Look through the records that follow. Copy every line containing the word "impl".
------ Records
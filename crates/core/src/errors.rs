use thiserror::Error;

#[derive(Clone, Debug, Error, PartialEq)]
pub enum DomainError {
    #[error("mining threshold `{name}` must be within (0, 1], got {value}")]
    InvalidThreshold { name: &'static str, value: f64 },
    #[error("domain invariant violation: {0}")]
    InvariantViolation(String),
}

#[derive(Clone, Debug, Error, PartialEq)]
pub enum ApplicationError {
    #[error(transparent)]
    Domain(#[from] DomainError),
    #[error("persistence failure: {0}")]
    Persistence(String),
    #[error("configuration failure: {0}")]
    Configuration(String),
}

#[derive(Clone, Debug, Error, PartialEq)]
pub enum InterfaceError {
    #[error("bad request: {message}")]
    BadRequest { message: String, correlation_id: String },
    #[error("service unavailable: {message}")]
    ServiceUnavailable { message: String, correlation_id: String },
    #[error("internal error: {message}")]
    Internal { message: String, correlation_id: String },
}

impl InterfaceError {
    pub fn user_message(&self) -> &'static str {
        match self {
            Self::BadRequest { .. } => {
                "The request could not be processed. Check inputs and try again."
            }
            Self::ServiceUnavailable { .. } => {
                "The service is temporarily unavailable. Please retry shortly."
            }
            Self::Internal { .. } => "An unexpected internal error occurred.",
        }
    }
}

impl ApplicationError {
    pub fn into_interface(self, correlation_id: impl Into<String>) -> InterfaceError {
        let correlation_id = correlation_id.into();
        let mut mapped = InterfaceError::from(self);
        match &mut mapped {
            InterfaceError::BadRequest { correlation_id: id, .. }
            | InterfaceError::ServiceUnavailable { correlation_id: id, .. }
            | InterfaceError::Internal { correlation_id: id, .. } => *id = correlation_id,
        }
        mapped
    }
}

impl From<ApplicationError> for InterfaceError {
    fn from(value: ApplicationError) -> Self {
        match value {
            ApplicationError::Domain(DomainError::InvalidThreshold { .. })
            | ApplicationError::Domain(DomainError::InvariantViolation(_)) => Self::BadRequest {
                message: "domain validation failed".to_owned(),
                correlation_id: "unassigned".to_owned(),
            },
            ApplicationError::Persistence(message) => {
                Self::ServiceUnavailable { message, correlation_id: "unassigned".to_owned() }
            }
            ApplicationError::Configuration(message) => {
                Self::Internal { message, correlation_id: "unassigned".to_owned() }
            }
        }
    }
}
//! Orchestration: order source → rule cache → engine → catalog resolver.

use std::collections::HashSet;
use std::sync::Arc;

use chrono::{Duration, Utc};
use tracing::{error, warn};

use crate::cache::{RuleCache, RuleSetSnapshot};
use crate::config::MiningConfig;
use crate::domain::product::CustomerId;
use crate::errors::ApplicationError;
use crate::mining::transactions::{item_frequencies, token_for_line, TransactionExtractor};
use crate::mining::{AssociationRule, ItemToken, MiningParams};
use crate::recommend::{
    CoPurchaseItem, CoPurchasedProduct, ItemFrequency, MiningAnalytics, RankedItem,
    Recommendations, RecommendationEngine, RecommendedProduct, RefreshSummary,
    ResolvedCombination,
};
use crate::sources::{OrderSource, ProductResolver};

const UNAVAILABLE_MESSAGE: &str = "recommendation data is temporarily unavailable";

/// Number of items reported by the analytics frequency table.
const TOP_ITEM_COUNT: usize = 10;

/// Public face of the recommendation engine: wires the collaborator seams
/// to the cache and the ranking functions, and resolves tokens back to
/// catalog entities for presentation. Query methods never return an error —
/// the worst outcome is an empty list with an explanatory message.
pub struct RecommendationService<S, R> {
    source: S,
    resolver: R,
    cache: RuleCache<S>,
    engine: RecommendationEngine,
}

impl<S, R> RecommendationService<S, R>
where
    S: OrderSource + Clone,
    R: ProductResolver,
{
    pub fn from_config(source: S, resolver: R, config: &MiningConfig) -> Result<Self, ApplicationError> {
        let params = MiningParams::new(config.min_support, config.min_confidence)?;
        let cache = RuleCache::new(
            source.clone(),
            params,
            Duration::seconds(config.cache_ttl_secs as i64),
            config.min_transactions,
        );

        Ok(Self { source, resolver, cache, engine: RecommendationEngine })
    }

    /// Ranked recommendations for the current cart contents.
    pub async fn cart_recommendations(
        &self,
        tokens: &[ItemToken],
        limit: usize,
    ) -> Recommendations<RecommendedProduct> {
        if tokens.is_empty() {
            return Recommendations::empty("cart is empty");
        }
        self.context_recommendations(tokens, limit, "cart").await
    }

    /// Ranked recommendations seeded from a customer's purchase history.
    /// Every line of every eligible order contributes to the context, so
    /// single-item orders still personalize even though they never mine.
    pub async fn personalized_recommendations(
        &self,
        customer: &CustomerId,
        limit: usize,
    ) -> Recommendations<RecommendedProduct> {
        let orders = match self.source.load_for_customer(customer).await {
            Ok(orders) => orders,
            Err(error) => {
                error!(
                    event_name = "recommend.history_load_failed",
                    customer_id = %customer.0,
                    error = %error,
                    "could not load purchase history"
                );
                return Recommendations::empty(UNAVAILABLE_MESSAGE);
            }
        };

        let tokens: Vec<ItemToken> = orders
            .iter()
            .filter(|order| order.status.contributes_to_mining())
            .flat_map(|order| order.lines.iter().map(token_for_line))
            .collect();

        if tokens.is_empty() {
            return Recommendations::empty(
                "no order history available for personalized recommendations",
            );
        }

        self.context_recommendations(&tokens, limit, "purchase history").await
    }

    async fn context_recommendations(
        &self,
        tokens: &[ItemToken],
        limit: usize,
        context_name: &str,
    ) -> Recommendations<RecommendedProduct> {
        let Some(snapshot) = self.snapshot_for_query().await else {
            return Recommendations::empty(UNAVAILABLE_MESSAGE);
        };
        if snapshot.rules.is_empty() {
            return Recommendations::empty(snapshot.status.message());
        }

        let context: HashSet<ItemToken> = tokens.iter().cloned().collect();
        let ranked = self.engine.rank_for_context(&snapshot.rules, &context, limit);
        let items = self.resolve_ranked(ranked).await;
        let message =
            format!("found {} recommendations based on your {context_name}", items.len());

        Recommendations::new(items, message)
    }

    /// Items frequently purchased alongside one focal item. Historical
    /// rules may identify the product by catalog id or by display name, so
    /// the lookup matches both forms.
    pub async fn frequently_bought_together(
        &self,
        focal: &ItemToken,
        limit: usize,
    ) -> Recommendations<CoPurchasedProduct> {
        let Some(snapshot) = self.snapshot_for_query().await else {
            return Recommendations::empty(UNAVAILABLE_MESSAGE);
        };
        if snapshot.rules.is_empty() {
            return Recommendations::empty(snapshot.status.message());
        }

        let mut focals = vec![focal.clone()];
        if let Ok(Some(product)) = self.resolver.resolve(focal).await {
            for alias in [ItemToken::new(&product.id.0), ItemToken::new(&product.name)] {
                if !alias.is_empty() && !focals.contains(&alias) {
                    focals.push(alias);
                }
            }
        }

        let co_purchases = self.engine.bought_together(&snapshot.rules, &focals, limit);
        let items = self.resolve_co_purchases(co_purchases).await;
        let message = format!("found {} items frequently bought together", items.len());

        Recommendations::new(items, message)
    }

    /// Rule groups clearing the trending floors, resolved for display.
    /// Combinations where either side loses all its products to resolution
    /// are dropped whole.
    pub async fn trending_combinations(
        &self,
        limit: usize,
    ) -> Recommendations<ResolvedCombination> {
        let Some(snapshot) = self.snapshot_for_query().await else {
            return Recommendations::empty(UNAVAILABLE_MESSAGE);
        };
        if snapshot.rules.is_empty() {
            return Recommendations::empty(snapshot.status.message());
        }

        let combinations = self.engine.trending(&snapshot.rules, limit);
        let mut items = Vec::with_capacity(combinations.len());

        for combination in combinations {
            let antecedent = self.resolve_tokens(combination.antecedent.tokens()).await;
            let consequent = self.resolve_tokens(combination.consequent.tokens()).await;

            if antecedent.is_empty() || consequent.is_empty() {
                continue;
            }

            items.push(ResolvedCombination {
                antecedent,
                consequent,
                support: combination.support,
                confidence: combination.confidence,
                lift: combination.lift,
            });
        }

        let message = format!("found {} trending combinations", items.len());
        Recommendations::new(items, message)
    }

    /// Explicit recompute. Unlike the query paths this surfaces mining
    /// failures to the caller; the cache keeps serving its previous rule
    /// set either way.
    pub async fn refresh_rules(&self, force: bool) -> Result<RefreshSummary, ApplicationError> {
        let snapshot = self.cache.refresh(force).await?;

        Ok(RefreshSummary {
            rule_count: snapshot.rule_count(),
            transaction_count: snapshot.stats.transaction_count,
            computed_at: snapshot.computed_at,
            status_message: snapshot.status.message(),
        })
    }

    /// Raw rule set for diagnostics.
    pub async fn debug_ruleset(&self) -> Result<Vec<AssociationRule>, ApplicationError> {
        Ok(self.cache.snapshot().await?.rules.clone())
    }

    /// Direct catalog lookup, exposed so interface layers can distinguish
    /// an unknown focal product from an empty co-purchase list.
    pub async fn resolve_product(
        &self,
        token: &ItemToken,
    ) -> Result<Option<crate::domain::product::Product>, ApplicationError> {
        self.resolver.resolve(token).await
    }

    /// Operational numbers for dashboards: order/transaction counts, the
    /// current item frequency table, and the cache's age.
    pub async fn analytics(&self) -> Result<MiningAnalytics, ApplicationError> {
        let total_orders = self.source.count_orders().await?;
        let orders = self.source.load_eligible_orders().await?;
        let (transactions, stats) = TransactionExtractor.extract_with_stats(&orders);

        let mut frequencies: Vec<(ItemToken, u32)> =
            item_frequencies(&transactions).into_iter().collect();
        frequencies.sort_by(|a, b| b.1.cmp(&a.1).then_with(|| a.0.cmp(&b.0)));
        frequencies.truncate(TOP_ITEM_COUNT);

        let snapshot = self.cache.peek().await;
        let params = self.cache.params();
        let now = Utc::now();

        Ok(MiningAnalytics {
            total_orders,
            stats,
            rule_count: snapshot.as_ref().map(|s| s.rule_count()).unwrap_or(0),
            computed_at: snapshot.as_ref().map(|s| s.computed_at),
            cache_age_minutes: snapshot.as_ref().map(|s| s.age(now).num_minutes()),
            top_items: frequencies
                .into_iter()
                .map(|(token, count)| ItemFrequency { token, count })
                .collect(),
            min_support: params.min_support(),
            min_confidence: params.min_confidence(),
        })
    }

    async fn snapshot_for_query(&self) -> Option<Arc<RuleSetSnapshot>> {
        match self.cache.snapshot().await {
            Ok(snapshot) => Some(snapshot),
            Err(error) => {
                error!(
                    event_name = "recommend.snapshot_failed",
                    error = %error,
                    "mining pass failed with no cached rules; serving empty result"
                );
                None
            }
        }
    }

    async fn resolve_ranked(&self, ranked: Vec<RankedItem>) -> Vec<RecommendedProduct> {
        let mut items = Vec::with_capacity(ranked.len());
        for item in ranked {
            if let Some(product) = self.resolve_active(&item.token).await {
                items.push(RecommendedProduct { product, score: item.score });
            }
        }
        items
    }

    async fn resolve_co_purchases(
        &self,
        co_purchases: Vec<CoPurchaseItem>,
    ) -> Vec<CoPurchasedProduct> {
        let mut items = Vec::with_capacity(co_purchases.len());
        for item in co_purchases {
            if let Some(product) = self.resolve_active(&item.token).await {
                items.push(CoPurchasedProduct {
                    product,
                    confidence: item.confidence,
                    lift: item.lift,
                });
            }
        }
        items
    }

    async fn resolve_tokens(&self, tokens: &[ItemToken]) -> Vec<crate::domain::product::Product> {
        let mut products = Vec::with_capacity(tokens.len());
        for token in tokens {
            if let Some(product) = self.resolve_active(token).await {
                products.push(product);
            }
        }
        products
    }

    /// Tokens that no longer resolve to an active catalog entry are dropped
    /// from results; resolver failures drop the token too rather than
    /// failing the whole request.
    async fn resolve_active(&self, token: &ItemToken) -> Option<crate::domain::product::Product> {
        match self.resolver.resolve(token).await {
            Ok(Some(product)) if product.active => Some(product),
            Ok(_) => None,
            Err(resolve_error) => {
                warn!(
                    event_name = "recommend.resolver_failed",
                    token = %token,
                    error = %resolve_error,
                    "dropping unresolvable token from results"
                );
                None
            }
        }
    }
}
use crate::commands::CommandResult;
use basketry_core::config::{AppConfig, LoadOptions};
use basketry_core::RecommendationService;
use basketry_db::{connect_with_settings, migrations, SqlOrderRepository, SqlProductRepository};

pub fn run(force: bool) -> CommandResult {
    let config = match AppConfig::load(LoadOptions::default()) {
        Ok(config) => config,
        Err(error) => {
            return CommandResult::failure(
                "mine",
                "config_validation",
                format!("configuration issue: {error}"),
                2,
            );
        }
    };

    let runtime = match tokio::runtime::Builder::new_current_thread().enable_all().build() {
        Ok(runtime) => runtime,
        Err(error) => {
            return CommandResult::failure(
                "mine",
                "runtime_init",
                format!("failed to initialize async runtime: {error}"),
                3,
            );
        }
    };

    let result = runtime.block_on(async {
        let pool = connect_with_settings(
            &config.database.url,
            config.database.max_connections,
            config.database.timeout_secs,
        )
        .await
        .map_err(|error| ("db_connectivity", error.to_string(), 4u8))?;
        migrations::run_pending(&pool)
            .await
            .map_err(|error| ("migration", error.to_string(), 5u8))?;

        let service = RecommendationService::from_config(
            SqlOrderRepository::new(pool.clone()),
            SqlProductRepository::new(pool.clone()),
            &config.mining,
        )
        .map_err(|error| ("engine_config", error.to_string(), 2u8))?;

        let summary = service
            .refresh_rules(force)
            .await
            .map_err(|error| ("mining", error.to_string(), 6u8))?;
        pool.close().await;
        Ok::<_, (&'static str, String, u8)>(summary)
    });

    match result {
        Ok(summary) => CommandResult::success(
            "mine",
            format!(
                "mined {} rules from {} transactions ({})",
                summary.rule_count, summary.transaction_count, summary.status_message
            ),
        ),
        Err((error_class, message, exit_code)) => {
            CommandResult::failure("mine", error_class, message, exit_code)
        }
    }
}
------------
#### Task solution
impl InterfaceError {
impl ApplicationError {
    pub fn into_interface(self, correlation_id: impl Into<String>) -> InterfaceError {
impl From<ApplicationError> for InterfaceError {
impl<S, R> RecommendationService<S, R>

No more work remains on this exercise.